Calló y guardó silencio, y pareció sumirse de nuevo en sus pensamientos. A ambos lados de la carretera había tierras de labrantío, y vi tractores que se movían lentamente por los campos, a lo lejos. Pasó un rato, y le dije:

– Disculpe, pero esa noche de la que me habla, ¿hace cuánto fue?

– ¿Hace cuánto? -Hoffman pareció un tanto ofendido por la pregunta-. Oh…, supongo que fue cuando Piotrowsky dio aquel concierto en la ciudad. Debió de ser hace veintidós años…

– Veintidós años… -dije yo-. ¿Debo inferir, pues, que su mujer ha permanecido a su lado todo ese tiempo?

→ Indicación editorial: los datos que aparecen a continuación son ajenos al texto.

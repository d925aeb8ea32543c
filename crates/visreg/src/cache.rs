//! Bounded in-memory cache of decoded baselines.

use image::RgbaImage;
use std::collections::HashMap;
use std::sync::Arc;

/// Default number of decoded baselines kept in memory
pub const DEFAULT_CACHE_CAPACITY: usize = 16;

/// LRU cache of decoded baselines keyed by sanitized name
#[derive(Debug)]
pub struct BaselineCache {
    /// Maximum number of entries
    capacity: usize,
    /// Cached images (key -> image)
    entries: HashMap<String, Arc<RgbaImage>>,
    /// Access order for LRU eviction, oldest first
    access_order: Vec<String>,
}

impl BaselineCache {
    /// Create a cache holding at most `capacity` baselines. A capacity of 0
    /// caches nothing.
    #[must_use]
    pub fn new(capacity: usize) -> Self {
        Self {
            capacity,
            entries: HashMap::new(),
            access_order: Vec::new(),
        }
    }

    /// Cached image for `key`, marking it most recently used
    pub fn get(&mut self, key: &str) -> Option<Arc<RgbaImage>> {
        let image = self.entries.get(key).map(Arc::clone)?;
        self.touch(key);
        Some(image)
    }

    /// Insert `image` under `key`, evicting the least recently used entries
    /// beyond capacity.
    pub fn insert(&mut self, key: String, image: Arc<RgbaImage>) {
        if self.capacity == 0 {
            return;
        }
        if self.entries.insert(key.clone(), image).is_some() {
            self.touch(&key);
            return;
        }
        self.access_order.push(key);

        while self.entries.len() > self.capacity {
            if self.access_order.is_empty() {
                break;
            }
            let oldest = self.access_order.remove(0);
            self.entries.remove(&oldest);
        }
    }

    /// Drop the entry for `key`
    pub fn remove(&mut self, key: &str) {
        if self.entries.remove(key).is_some() {
            self.access_order.retain(|k| k != key);
        }
    }

    /// Drop every entry
    pub fn clear(&mut self) {
        self.entries.clear();
        self.access_order.clear();
    }

    /// Whether `key` is cached, without touching its access order
    #[must_use]
    pub fn contains(&self, key: &str) -> bool {
        self.entries.contains_key(key)
    }

    /// Number of cached baselines
    #[must_use]
    pub fn len(&self) -> usize {
        self.entries.len()
    }

    /// Check if the cache is empty
    #[must_use]
    pub fn is_empty(&self) -> bool {
        self.entries.is_empty()
    }

    /// Maximum number of cached baselines
    #[must_use]
    pub const fn capacity(&self) -> usize {
        self.capacity
    }

    fn touch(&mut self, key: &str) {
        if let Some(pos) = self.access_order.iter().position(|k| k == key) {
            let key = self.access_order.remove(pos);
            self.access_order.push(key);
        }
    }
}
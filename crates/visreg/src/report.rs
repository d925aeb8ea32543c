//! Report artifacts for a single comparison.
//!
//! Writes the raw material a report layer needs: masked baseline, aligned
//! current image, highlighted diff and the result as JSON. No HTML.

use crate::baseline::sanitize_name;
use crate::codec::{self, IMAGE_EXTENSION};
use crate::detector::annotate_regions;
use crate::engine::{ComparisonArtifacts, ComparisonResult};
use crate::result::VisregResult;
use image::RgbaImage;
use std::fs;
use std::path::{Path, PathBuf};
use tracing::info;

/// Files produced by [`ReportWriter::write`]
#[derive(Debug, Clone, PartialEq, Eq)]
pub struct ReportPaths {
    /// `{name}_baseline.png`
    pub baseline: PathBuf,
    /// `{name}_current.png`
    pub current: PathBuf,
    /// `{name}_diff.png`
    pub diff: PathBuf,
    /// `{name}_result.json`
    pub result: PathBuf,
}

/// Writes comparison artifacts to a directory
#[derive(Debug, Clone, Copy, Default)]
pub struct ReportWriter {
    annotate: bool,
}

impl ReportWriter {
    /// Create a writer
    #[must_use]
    pub fn new() -> Self {
        Self::default()
    }

    /// Outline difference regions on the diff image
    #[must_use]
    pub const fn with_annotations(mut self, enabled: bool) -> Self {
        self.annotate = enabled;
        self
    }

    /// Write the artifacts for `name` into `out_dir`, creating it if needed.
    ///
    /// Existing files with the same names are overwritten.
    pub fn write(
        &self,
        name: &str,
        result: &ComparisonResult,
        artifacts: &ComparisonArtifacts,
        out_dir: impl AsRef<Path>,
    ) -> VisregResult<ReportPaths> {
        let out_dir = out_dir.as_ref();
        fs::create_dir_all(out_dir)?;
        let stem = sanitize_name(name);
        let file = |suffix: &str, ext: &str| out_dir.join(format!("{stem}_{suffix}.{ext}"));

        let paths = ReportPaths {
            baseline: file("baseline", IMAGE_EXTENSION),
            current: file("current", IMAGE_EXTENSION),
            diff: file("diff", IMAGE_EXTENSION),
            result: file("result", "json"),
        };

        write_png(&artifacts.baseline, &paths.baseline)?;
        write_png(&artifacts.current, &paths.current)?;
        if self.annotate {
            write_png(&annotate_regions(&artifacts.diff, &result.differences), &paths.diff)?;
        } else {
            write_png(&artifacts.diff, &paths.diff)?;
        }
        fs::write(&paths.result, serde_json::to_vec_pretty(result)?)?;

        info!(
            baseline = name,
            dir = %out_dir.display(),
            matched = result.matched,
            "wrote comparison report"
        );
        Ok(paths)
    }
}

fn write_png(image: &RgbaImage, path: &Path) -> VisregResult<()> {
    fs::write(path, codec::encode_png(image)?)?;
    Ok(())
}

Hoffman se volvió a mí, furioso.

– ¿Qué intenta decirme, señor? ¿Que ignoro el estado de cosas de mi propia casa? ¿Que no entiendo a mi propia esposa? Estoy haciéndole confidencias, compartiendo con usted mis pensamientos íntimos, y se permite darme lecciones sobre mis asuntos como si supiera mejor que yo lo que…

– Le pido disculpas, señor Hoffman, si le he parecido indiscreto. Sólo quería señalar que…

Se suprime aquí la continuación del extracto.